Na comunicação, ferramentas como pranchas de comunicação e sistemas alternativos são fundamentais. Além disso, é recomendável que os adultos utilizem frases curtas e falem pausadamente, facilitando a compreensão e a interação da criança. A estimulação das funções executivas também pode ser feita por meio de atividades cotidianas. Um exemplo simples é envolver a criança na montagem da mesa do café da manhã. Essa atividade trabalha habilidades como planejamento, automonitoramento, atenção, percepção visual e coordenação motora. Por fim, é importante destacar que essas estratégias não são apenas neuropsicológicas, mas envolvem uma abordagem multiprofissional, garantindo um suporte mais completo e eficiente para a criança e sua família.”
No seu livro, você traz uma abordagem ampla sobre o autismo. De que forma os conhecimentos em neuropsicologia que você apresenta na obra podem mudar a forma como as famílias e profissionais lidam com o transtorno?

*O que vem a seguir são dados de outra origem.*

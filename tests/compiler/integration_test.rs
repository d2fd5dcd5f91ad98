// tests/compiler/integration_test.rs
//
// End-to-end: one request with calculated fields and target tables,
// compiled for both backends, with the join path planned alongside.

use std::sync::Arc;

use quarry::prelude::*;
use serde_json::json;

struct SalesModel;

impl QueryModel for SalesModel {
    fn find_column(&self, name: &str) -> Option<PhysicalColumn> {
        match name {
            "price" => Some(PhysicalColumn::new("price", "t0", "price", ColumnType::Money)),
            "qty" => Some(PhysicalColumn::new("qty", "t0", "qty", ColumnType::Integer)),
            "amount" => Some(PhysicalColumn::new("amount", "t0", "amount", ColumnType::Money)),
            "categoryName" => Some(PhysicalColumn::new(
                "categoryName",
                "t2",
                "name",
                ColumnType::Text,
            )),
            _ => None,
        }
    }
}

fn defs() -> Vec<CalculatedFieldDef> {
    vec![
        CalculatedFieldDef::new("lineTotal", "price * qty"),
        CalculatedFieldDef::new("revenue", "SUM(amount)"),
        CalculatedFieldDef::new("avgLine", "lineTotal / qty").with_agg("avg"),
    ]
}

#[test]
fn test_backends_agree_on_aggregate_metadata() {
    let model = SalesModel;

    let mut sql_cx = ExprContext::new(&model);
    let sql_columns = FieldCompiler::new(SqlFactory::new(Dialect::Generic))
        .process_fields(&defs(), &mut sql_cx)
        .unwrap();

    let mut doc_cx = ExprContext::new(&model);
    let doc_columns = FieldCompiler::new(DocumentFactory::new())
        .process_fields(&defs(), &mut doc_cx)
        .unwrap();

    for (sql_col, doc_col) in sql_columns.iter().zip(&doc_columns) {
        assert_eq!(sql_col.name, doc_col.name);
        assert_eq!(sql_col.has_aggregate(), doc_col.has_aggregate());
        assert_eq!(sql_col.aggregation(), doc_col.aggregation());
        assert_eq!(sql_col.column_type(), doc_col.column_type());
    }
}

#[test]
fn test_chained_field_expands_in_both_backends() {
    let model = SalesModel;

    let mut sql_cx = ExprContext::new(&model);
    let sql_columns = FieldCompiler::new(SqlFactory::new(Dialect::Generic))
        .process_fields(&defs(), &mut sql_cx)
        .unwrap();
    assert_eq!(sql_columns[2].fragment.sql, "((t0.price * t0.qty) / t0.qty)");

    let mut doc_cx = ExprContext::new(&model);
    let doc_columns = FieldCompiler::new(DocumentFactory::new())
        .process_fields(&defs(), &mut doc_cx)
        .unwrap();
    assert_eq!(
        doc_columns[2].fragment.expression,
        json!({ "$divide": [{ "$multiply": ["$price", "$qty"] }, "$qty"] })
    );
}

#[test]
fn test_fields_and_join_path_for_one_request() {
    // Model loading: fact -> product -> category.
    let fact = QueryTable::new("sales_order", "t0");
    let product = QueryTable::new("product", "t1");
    let category = QueryTable::new("category", "t2");
    let mut graph = JoinGraph::new(Arc::clone(&fact));
    graph.add_fk_edge(Arc::clone(&fact), Arc::clone(&product), "product_id");
    graph.add_fk_edge(Arc::clone(&product), Arc::clone(&category), "category_id");
    graph.validate().unwrap();

    // Request: a calculated field over a category column plus the
    // tables its references require.
    let model = SalesModel;
    let mut cx = ExprContext::new(&model);
    let columns = FieldCompiler::new(SqlFactory::new(Dialect::Generic))
        .process_fields(
            &[CalculatedFieldDef::new("label", "UPPER(categoryName)")],
            &mut cx,
        )
        .unwrap();

    assert_eq!(
        columns[0].fragment.referenced_columns(),
        &[ColumnRef::new("t2", "name")]
    );

    // The referenced alias drives the join request.
    let path = graph.get_path(&[category]).unwrap();
    assert_eq!(path.len(), 2);
    assert_eq!(path[0].to.alias, "t1");
    assert_eq!(path[1].to.alias, "t2");
    assert_eq!(path[0].join_type, JoinType::Left);
}

#[test]
fn test_serialized_field_defs_round_trip_compile() {
    // Definitions arrive as request JSON; the parse cache is skipped
    // by serde and rebuilt on first compile.
    let payload = r#"[
        {"name": "lineTotal", "expression": "price * qty", "caption": "Line total"},
        {"name": "margin", "expression": "lineTotal - amount", "agg": "sum"}
    ]"#;
    let defs: Vec<CalculatedFieldDef> = serde_json::from_str(payload).unwrap();
    assert!(defs[0].compiled().is_none());

    let model = SalesModel;
    let mut cx = ExprContext::new(&model);
    let columns = FieldCompiler::new(SqlFactory::new(Dialect::Generic))
        .process_fields(&defs, &mut cx)
        .unwrap();
    assert_eq!(columns[0].caption, "Line total");
    assert_eq!(columns[1].aggregation(), Some(Aggregation::Sum));
    assert!(defs[0].compiled().is_some());
}
//! Type inference rules shared by the SQL and document backends.
//!
//! Both backends must agree on the inferred type of an expression, so
//! the rules live here rather than in either factory. Inference is best
//! effort: anything not covered falls back to [`ColumnType::Unknown`].

use crate::expr::functions;
use crate::model::ColumnType;

/// Result type of a binary operator application.
pub fn binary_result_type(op: &str, left: ColumnType, right: ColumnType) -> ColumnType {
    if functions::is_comparison_operator(op) || functions::is_logical_operator(op) {
        return ColumnType::Bool;
    }
    if functions::is_operator(op) {
        // Integer arithmetic stays integral except under division.
        if left == ColumnType::Integer && right == ColumnType::Integer && op != "/" {
            return ColumnType::Integer;
        }
        return ColumnType::Number;
    }
    ColumnType::Unknown
}

/// Result type of a prefix operator application.
pub fn unary_result_type(op: &str, operand: ColumnType) -> ColumnType {
    match op {
        "!" | "NOT" => ColumnType::Bool,
        "-" => {
            if operand.is_numeric() {
                operand
            } else {
                ColumnType::Number
            }
        }
        _ => ColumnType::Unknown,
    }
}

/// Result type of a function call. `name` must already be uppercased.
pub fn function_result_type(name: &str, arg_types: &[ColumnType]) -> ColumnType {
    let first = arg_types.first().copied().unwrap_or(ColumnType::Unknown);

    match name {
        // Aggregates
        "COUNT" => ColumnType::Integer,
        "SUM" | "AVG" => ColumnType::Number,
        "MIN" | "MAX" => first,
        "GROUP_CONCAT" => ColumnType::Text,

        // Date parts and distances are integral
        "YEAR" | "MONTH" | "DAY" | "HOUR" | "MINUTE" | "SECOND" | "DATEDIFF"
        | "TIMESTAMPDIFF" | "EXTRACT" => ColumnType::Integer,
        "DATE" | "TIME" | "NOW" | "CURRENT_DATE" | "CURRENT_TIME" | "CURRENT_TIMESTAMP"
        | "DATE_ADD" | "DATE_SUB" | "STR_TO_DATE" => ColumnType::Datetime,
        "DATE_FORMAT" => ColumnType::Text,

        // String functions yield text except the counting/position ones
        "LENGTH" | "CHAR_LENGTH" | "INSTR" | "LOCATE" => ColumnType::Integer,
        _ if functions::is_string_function(name) => ColumnType::Text,

        // Math
        "ABS" => first,
        "SIGN" | "MOD" => ColumnType::Integer,
        _ if functions::is_math_function(name) => ColumnType::Number,

        // Conditionals take their value branch's type
        "COALESCE" | "NULLIF" | "IFNULL" | "NVL" | "ISNULL" => first,
        "IF" => arg_types.get(1).copied().unwrap_or(ColumnType::Unknown),

        _ => ColumnType::Unknown,
    }
}
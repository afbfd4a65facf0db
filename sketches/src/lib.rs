// Licensed to the Apache Software Foundation (ASF) under one
// or more contributor license agreements.  See the NOTICE file
// distributed with this work for additional information
// regarding copyright ownership.  The ASF licenses this file
// to you under the Apache License, Version 2.0 (the
// "License"); you may not use this file except in compliance
// with the License.  You may obtain a copy of the License at
//
//   http://www.apache.org/licenses/LICENSE-2.0
//
// Unless required by applicable law or agreed to in writing,
// software distributed under the License is distributed on an
// "AS IS" BASIS, WITHOUT WARRANTIES OR CONDITIONS OF ANY
// KIND, either express or implied.  See the License for the
// specific language governing permissions and limitations
// under the License.

//! Streaming sketches used by the `ds` command line.
//!
//! Every sketch family owns a versioned little-endian byte format. Deserialization validates
//! the bytes and reports problems through [`error::Error`] rather than panicking.
//!
//! - [`hll`]: HyperLogLog cardinality estimation.
//! - [`theta`]: theta sketches with union, intersection and set difference.
//! - [`kll`]: KLL quantiles over `f64`.
//! - [`frequencies`]: heavy hitters with error guarantees.
//! - [`sampling`]: uniform reservoir and VarOpt weighted sampling.

#![cfg_attr(docsrs, feature(doc_auto_cfg))]

pub mod codec;
pub mod common;
pub mod error;
pub mod frequencies;
pub mod hash;
pub mod hll;
pub mod kll;
pub mod sampling;
pub mod theta;
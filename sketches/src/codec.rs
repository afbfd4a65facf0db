// Licensed to the Apache Software Foundation (ASF) under one
// or more contributor license agreements.  See the NOTICE file
// distributed with this work for additional information
// regarding copyright ownership.  The ASF licenses this file
// to you under the Apache License, Version 2.0 (the
// "License"); you may not use this file except in compliance
// with the License.  You may obtain a copy of the License at
//
//   http://www.apache.org/licenses/LICENSE-2.0
//
// Unless required by applicable law or agreed to in writing,
// software distributed under the License is distributed on an
// "AS IS" BASIS, WITHOUT WARRANTIES OR CONDITIONS OF ANY
// KIND, either express or implied.  See the License for the
// specific language governing permissions and limitations
// under the License.

//! Little-endian byte writer and reader shared by every sketch format.

use std::io;
use std::io::Cursor;
use std::io::Read;

use byteorder::LittleEndian;
use byteorder::ReadBytesExt;

mod family;
mod items;

pub use self::family::Family;
pub use self::items::I64Serde;
pub use self::items::ItemsSerde;
pub use self::items::StringSerde;

pub(crate) struct SketchBytes {
    bytes: Vec<u8>,
}

impl SketchBytes {
    pub fn with_capacity(capacity: usize) -> Self {
        Self {
            bytes: Vec::with_capacity(capacity),
        }
    }

    pub fn into_bytes(self) -> Vec<u8> {
        self.bytes
    }

    pub fn write(&mut self, buf: &[u8]) {
        self.bytes.extend_from_slice(buf);
    }

    pub fn write_u8(&mut self, n: u8) {
        self.bytes.push(n);
    }

    pub fn write_u16_le(&mut self, n: u16) {
        self.write(&n.to_le_bytes());
    }

    pub fn write_u32_le(&mut self, n: u32) {
        self.write(&n.to_le_bytes());
    }

    pub fn write_u64_le(&mut self, n: u64) {
        self.write(&n.to_le_bytes());
    }

    pub fn write_i64_le(&mut self, n: i64) {
        self.write(&n.to_le_bytes());
    }

    pub fn write_f64_le(&mut self, n: f64) {
        self.write(&n.to_le_bytes());
    }
}

pub(crate) struct SketchSlice<'a> {
    slice: Cursor<&'a [u8]>,
}

impl<'a> SketchSlice<'a> {
    pub fn new(slice: &'a [u8]) -> SketchSlice<'a> {
        SketchSlice {
            slice: Cursor::new(slice),
        }
    }

    pub fn read_exact(&mut self, buf: &mut [u8]) -> io::Result<()> {
        self.slice.read_exact(buf)
    }

    /// Bytes that have not been consumed yet.
    pub fn remaining(&self) -> &'a [u8] {
        let data: &'a [u8] = *self.slice.get_ref();
        let pos = (self.slice.position() as usize).min(data.len());
        &data[pos..]
    }

    pub fn advance(&mut self, n: usize) {
        let pos = self.slice.position();
        self.slice.set_position(pos + n as u64);
    }

    pub fn read_u8(&mut self) -> io::Result<u8> {
        self.slice.read_u8()
    }

    pub fn read_u16_le(&mut self) -> io::Result<u16> {
        self.slice.read_u16::<LittleEndian>()
    }

    pub fn read_u32_le(&mut self) -> io::Result<u32> {
        self.slice.read_u32::<LittleEndian>()
    }

    pub fn read_u64_le(&mut self) -> io::Result<u64> {
        self.slice.read_u64::<LittleEndian>()
    }

    pub fn read_i64_le(&mut self) -> io::Result<i64> {
        self.slice.read_i64::<LittleEndian>()
    }

    pub fn read_f64_le(&mut self) -> io::Result<f64> {
        self.slice.read_f64::<LittleEndian>()
    }
}

#[cfg(test)]
mod tests {
    use super::*;

    #[test]
    fn test_write_then_read_mixed_widths() {
        let mut bytes = SketchBytes::with_capacity(32);
        bytes.write_u8(7);
        bytes.write_u16_le(0xBEEF);
        bytes.write_u32_le(42);
        bytes.write_i64_le(-5);
        bytes.write_f64_le(0.25);
        let bytes = bytes.into_bytes();
        assert_eq!(bytes.len(), 1 + 2 + 4 + 8 + 8);
        assert_eq!(&bytes[1..3], &[0xEF, 0xBE]);

        let mut slice = SketchSlice::new(&bytes);
        assert_eq!(slice.read_u8().unwrap(), 7);
        assert_eq!(slice.read_u16_le().unwrap(), 0xBEEF);
        assert_eq!(slice.read_u32_le().unwrap(), 42);
        assert_eq!(slice.read_i64_le().unwrap(), -5);
        assert_eq!(slice.read_f64_le().unwrap(), 0.25);
        assert!(slice.remaining().is_empty());
        assert!(slice.read_u8().is_err());
    }

    #[test]
    fn test_remaining_and_advance() {
        let data = [1u8, 2, 3, 4, 5];
        let mut slice = SketchSlice::new(&data);
        assert_eq!(slice.read_u8().unwrap(), 1);
        assert_eq!(slice.remaining(), &[2, 3, 4, 5]);
        slice.advance(3);
        assert_eq!(slice.remaining(), &[5]);
    }
}
use super::DEFAULT_K;
use super::DEFAULT_M;
use super::MAX_K;
use super::MIN_K;
use super::helper::compute_total_capacity;
use super::helper::level_capacity;
use super::helper::sum_the_sample_weights;
use super::serialization::DATA_START;
use super::serialization::DATA_START_SINGLE_ITEM;
use super::serialization::EMPTY_SIZE_BYTES;
use super::serialization::FLAG_EMPTY;
use super::serialization::FLAG_LEVEL_ZERO_SORTED;
use super::serialization::FLAG_SINGLE_ITEM;
use super::serialization::PREAMBLE_INTS_FULL;
use super::serialization::PREAMBLE_INTS_SHORT;
use super::serialization::SERIAL_VERSION_1;
use super::serialization::SERIAL_VERSION_2;
use super::sorted_view::SortedView;
use crate::codec::Family;
use crate::codec::SketchBytes;
use crate::codec::SketchSlice;
use crate::error::Error;

/// KLL sketch for estimating quantiles and ranks of `f64` values.
///
/// See the [kll module level documentation](crate::kll) for more.
#[derive(Debug, Clone)]
pub struct KllSketch {
    k: u16,
    m: u8,
    min_k: u16,
    n: u64,
    is_level_zero_sorted: bool,
    levels: Vec<Vec<f64>>,
    min_item: Option<f64>,
    max_item: Option<f64>,
    rng: SmallRng,
}

impl Default for KllSketch {
    fn default() -> Self {
        Self::new(DEFAULT_K)
    }
}

impl PartialEq for KllSketch {
    fn eq(&self, other: &Self) -> bool {
        self.k == other.k
            && self.m == other.m
            && self.min_k == other.min_k
            && self.n == other.n
            && self.is_level_zero_sorted == other.is_level_zero_sorted
            && self.levels == other.levels
            && self.min_item == other.min_item
            && self.max_item == other.max_item
    }
}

“Conhecimento transforma, né? As apresentações e os temas abordados no livro trazem conceitos essenciais da neuropsicologia, como funções executivas, planejamento, atenção, flexibilidade cognitiva, entre outros. Além disso, ele oferece dicas práticas de como trabalhar essas habilidades no dia a dia. O livro também inclui um mapa de avaliação neuropsicológica, ajudando os pais a entenderem o que é essencial nesse processo. Dessa forma, eles podem garantir que seus filhos passem por uma avaliação bem estruturada, resultando em um laudo preciso e detalhado. Outro ponto importante são as atividades práticas. No primeiro capítulo, por exemplo, há um estudo de caso sobre uma intervenção feita no ambiente domiciliar, que pode servir de modelo para outras famílias. Além disso, o livro explora o uso do reforço positivo como ferramenta de aprendizado. Em vez de punição, ele propõe a motivação: ao invés de dizer ‘se você não fizer, vai perder tal coisa’, a ideia é incentivar, dizendo ‘se você fizer, ganha mais 10 minutos de videogame’, por exemplo. Com uma linguagem acessível e muitos exemplos práticos, o objetivo é proporcionar às famílias recursos que possam ser aplicados em casa, nas terapias e até mesmo em conversas com professores, tornando o aprendizado mais eficaz e motivador.”
A conscientização sobre o autismo e a participação ativa da família no desenvolvimento da criança são essenciais para promover um futuro mais inclusivo. O acesso a informações e estratégias adequadas permite que pais e cuidadores ofereçam suporte efetivo ao crescimento e aprendizado de crianças no espectro autista.